//! Shared types for proposal signing

use alloy::primitives::{Address, B256, U256};
use oracle_core::{OracleError, ValidationError};
use serde::{Deserialize, Deserializer, Serialize, Serializer};

// ============================================================================
// Custom serialization for U256 fields
// ============================================================================

/// Serialize U256 as a decimal string (e.g., "1000000" not "0xf4240")
fn serialize_u256_as_decimal<S>(value: &U256, serializer: S) -> std::result::Result<S::Ok, S::Error>
where
    S: Serializer,
{
    serializer.serialize_str(&value.to_string())
}

/// Deserialize U256 from a decimal string
fn deserialize_u256_from_decimal<'de, D>(deserializer: D) -> std::result::Result<U256, D::Error>
where
    D: Deserializer<'de>,
{
    let s: String = Deserialize::deserialize(deserializer)?;
    U256::from_str_radix(&s, 10).map_err(serde::de::Error::custom)
}

/// Serialize Address as checksum format
fn serialize_address_checksum<S>(value: &Address, serializer: S) -> std::result::Result<S::Ok, S::Error>
where
    S: Serializer,
{
    serializer.serialize_str(&value.to_checksum(None))
}

/// Deserialize Address from any format (checksum or lowercase)
fn deserialize_address<'de, D>(deserializer: D) -> std::result::Result<Address, D::Error>
where
    D: Deserializer<'de>,
{
    let s: String = Deserialize::deserialize(deserializer)?;
    s.parse().map_err(serde::de::Error::custom)
}

// ============================================================================
// Domain
// ============================================================================

/// Protocol name hashed into the domain separator
pub const DOMAIN_NAME: &str = "PredictionMarketOracle";

/// Protocol version hashed into the domain separator
pub const DOMAIN_VERSION: &str = "1";

/// Polygon Chain ID
pub const POLYGON_CHAIN_ID: u64 = 137;

/// Default validity window of a signed proposal
pub const DEFAULT_VALIDITY_SECS: u64 = 3_600;

/// The chain and contract a proposal signature is bound to
#[derive(Debug, Clone, Copy, PartialEq, Eq, Serialize, Deserialize)]
#[serde(rename_all = "camelCase")]
pub struct ProposalDomain {
    pub chain_id: u64,
    /// Oracle contract that verifies proposals - checksum format
    #[serde(serialize_with = "serialize_address_checksum", deserialize_with = "deserialize_address")]
    pub verifying_contract: Address,
}

impl ProposalDomain {
    pub fn new(chain_id: u64, verifying_contract: Address) -> Self {
        Self {
            chain_id,
            verifying_contract,
        }
    }
}

// ============================================================================
// Proposal
// ============================================================================

/// Typed-data payload attesting to a market outcome.
/// All integers are 256-bit to match on-chain `uint256` fields.
#[derive(Debug, Clone, Copy, PartialEq, Eq, Serialize, Deserialize)]
#[serde(rename_all = "camelCase")]
pub struct Proposal {
    #[serde(serialize_with = "serialize_u256_as_decimal", deserialize_with = "deserialize_u256_from_decimal")]
    pub market_id: U256,
    #[serde(serialize_with = "serialize_u256_as_decimal", deserialize_with = "deserialize_u256_from_decimal")]
    pub outcome_id: U256,
    /// Market close time (unix seconds)
    #[serde(serialize_with = "serialize_u256_as_decimal", deserialize_with = "deserialize_u256_from_decimal")]
    pub close_time: U256,
    /// keccak256 of the ABI-encoded evidence URI list
    pub evidence_hash: B256,
    /// Earliest time the proposal may be submitted (unix seconds)
    #[serde(serialize_with = "serialize_u256_as_decimal", deserialize_with = "deserialize_u256_from_decimal")]
    pub not_before: U256,
    /// Latest time the proposal may be submitted (unix seconds)
    #[serde(serialize_with = "serialize_u256_as_decimal", deserialize_with = "deserialize_u256_from_decimal")]
    pub deadline: U256,
}

// ============================================================================
// Signature
// ============================================================================

/// Length of an r || s || v signature
pub const SIGNATURE_LENGTH: usize = 65;

/// 65-byte ECDSA signature with v in {27, 28}
#[derive(Clone, Copy, PartialEq, Eq)]
pub struct ProposalSignature([u8; SIGNATURE_LENGTH]);

impl ProposalSignature {
    /// Build from r, s and a raw or Ethereum-style recovery id
    pub fn from_parts(r: U256, s: U256, recovery_id: u8) -> Self {
        let mut bytes = [0u8; SIGNATURE_LENGTH];
        bytes[..32].copy_from_slice(&r.to_be_bytes::<32>());
        bytes[32..64].copy_from_slice(&s.to_be_bytes::<32>());
        bytes[64] = if recovery_id < 27 { recovery_id + 27 } else { recovery_id };
        Self(bytes)
    }

    pub fn from_slice(bytes: &[u8]) -> Result<Self> {
        if bytes.len() < SIGNATURE_LENGTH {
            return Err(SignerError::SignatureLength(bytes.len()));
        }
        if bytes.len() > SIGNATURE_LENGTH {
            return Err(SignerError::InvalidSignature(format!(
                "expected {SIGNATURE_LENGTH} bytes, got {}",
                bytes.len()
            )));
        }
        let mut out = [0u8; SIGNATURE_LENGTH];
        out.copy_from_slice(bytes);
        Ok(Self(out))
    }

    pub fn from_hex(s: &str) -> Result<Self> {
        let raw = hex::decode(s.strip_prefix("0x").unwrap_or(s))
            .map_err(|e| SignerError::InvalidSignature(format!("invalid hex: {e}")))?;
        Self::from_slice(&raw)
    }

    pub fn r(&self) -> B256 {
        B256::from_slice(&self.0[..32])
    }

    pub fn s(&self) -> B256 {
        B256::from_slice(&self.0[32..64])
    }

    pub fn v(&self) -> u8 {
        self.0[64]
    }

    pub fn as_bytes(&self) -> &[u8; SIGNATURE_LENGTH] {
        &self.0
    }

    pub fn to_hex(&self) -> String {
        format!("0x{}", hex::encode(self.0))
    }
}

impl std::fmt::Debug for ProposalSignature {
    fn fmt(&self, f: &mut std::fmt::Formatter<'_>) -> std::fmt::Result {
        write!(f, "ProposalSignature({})", self.to_hex())
    }
}

impl Serialize for ProposalSignature {
    fn serialize<S: Serializer>(&self, serializer: S) -> std::result::Result<S::Ok, S::Error> {
        serializer.serialize_str(&self.to_hex())
    }
}

impl<'de> Deserialize<'de> for ProposalSignature {
    fn deserialize<D: Deserializer<'de>>(deserializer: D) -> std::result::Result<Self, D::Error> {
        let s: String = Deserialize::deserialize(deserializer)?;
        ProposalSignature::from_hex(&s).map_err(serde::de::Error::custom)
    }
}

/// Signed proposal ready for hand-off to chain submission
#[derive(Debug, Clone, PartialEq, Eq, Serialize, Deserialize)]
#[serde(rename_all = "camelCase")]
pub struct Attestation {
    pub proposal: Proposal,
    pub domain: ProposalDomain,
    /// EIP-712 signing digest
    pub digest: B256,
    pub signature: ProposalSignature,
    /// Signer address - checksum format
    #[serde(serialize_with = "serialize_address_checksum", deserialize_with = "deserialize_address")]
    pub signer: Address,
}

// ============================================================================
// Error Types
// ============================================================================

/// Signing errors
#[derive(Debug, thiserror::Error)]
pub enum SignerError {
    #[error("Wallet error: {0}")]
    Wallet(String),

    #[error("Signing error: {0}")]
    Signing(String),

    #[error("Signature too short: expected 65 bytes, got {0}")]
    SignatureLength(usize),

    #[error("Invalid signature: {0}")]
    InvalidSignature(String),

    #[error("Invalid recovery id: {0}")]
    InvalidRecoveryId(u8),

    #[error("Recovery failed: {0}")]
    Recovery(String),

    #[error("Invalid proposal field {field}: {message}")]
    InvalidProposal { field: String, message: String },

    #[error("Missing credentials: {0}")]
    MissingCredentials(String),
}

impl SignerError {
    pub fn invalid_proposal(field: impl Into<String>, message: impl Into<String>) -> Self {
        SignerError::InvalidProposal {
            field: field.into(),
            message: message.into(),
        }
    }
}

impl From<SignerError> for OracleError {
    fn from(err: SignerError) -> Self {
        match err {
            SignerError::InvalidProposal { field, message } => {
                OracleError::Validation(ValidationError::new(field, message))
            }
            SignerError::MissingCredentials(msg) | SignerError::Wallet(msg) => OracleError::Config(msg),
            other => OracleError::Signature(other.to_string()),
        }
    }
}

pub type Result<T> = std::result::Result<T, SignerError>;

· · · · ·

● **WORK INSTRUCTION**
Quote, without alteration, the final stretch of the entries: the line with "#[derive(Debug, thiserror::Error)]" onward to the last line.

● **ANSWER FOR THIS EXERCISE**
#[derive(Debug, thiserror::Error)]
pub enum SignerError {
    #[error("Wallet error: {0}")]
    Wallet(String),

    #[error("Signing error: {0}")]
    Signing(String),

    #[error("Signature too short: expected 65 bytes, got {0}")]
    SignatureLength(usize),

    #[error("Invalid signature: {0}")]
    InvalidSignature(String),

    #[error("Invalid recovery id: {0}")]
    InvalidRecoveryId(u8),

    #[error("Recovery failed: {0}")]
    Recovery(String),

    #[error("Invalid proposal field {field}: {message}")]
    InvalidProposal { field: String, message: String },

    #[error("Missing credentials: {0}")]
    MissingCredentials(String),
}

impl SignerError {
    pub fn invalid_proposal(field: impl Into<String>, message: impl Into<String>) -> Self {
        SignerError::InvalidProposal {
            field: field.into(),
            message: message.into(),
        }
    }
}

impl From<SignerError> for OracleError {
    fn from(err: SignerError) -> Self {
        match err {
            SignerError::InvalidProposal { field, message } => {
                OracleError::Validation(ValidationError::new(field, message))
            }
            SignerError::MissingCredentials(msg) | SignerError::Wallet(msg) => OracleError::Config(msg),
            other => OracleError::Signature(other.to_string()),
        }
    }
}

pub type Result<T> = std::result::Result<T, SignerError>;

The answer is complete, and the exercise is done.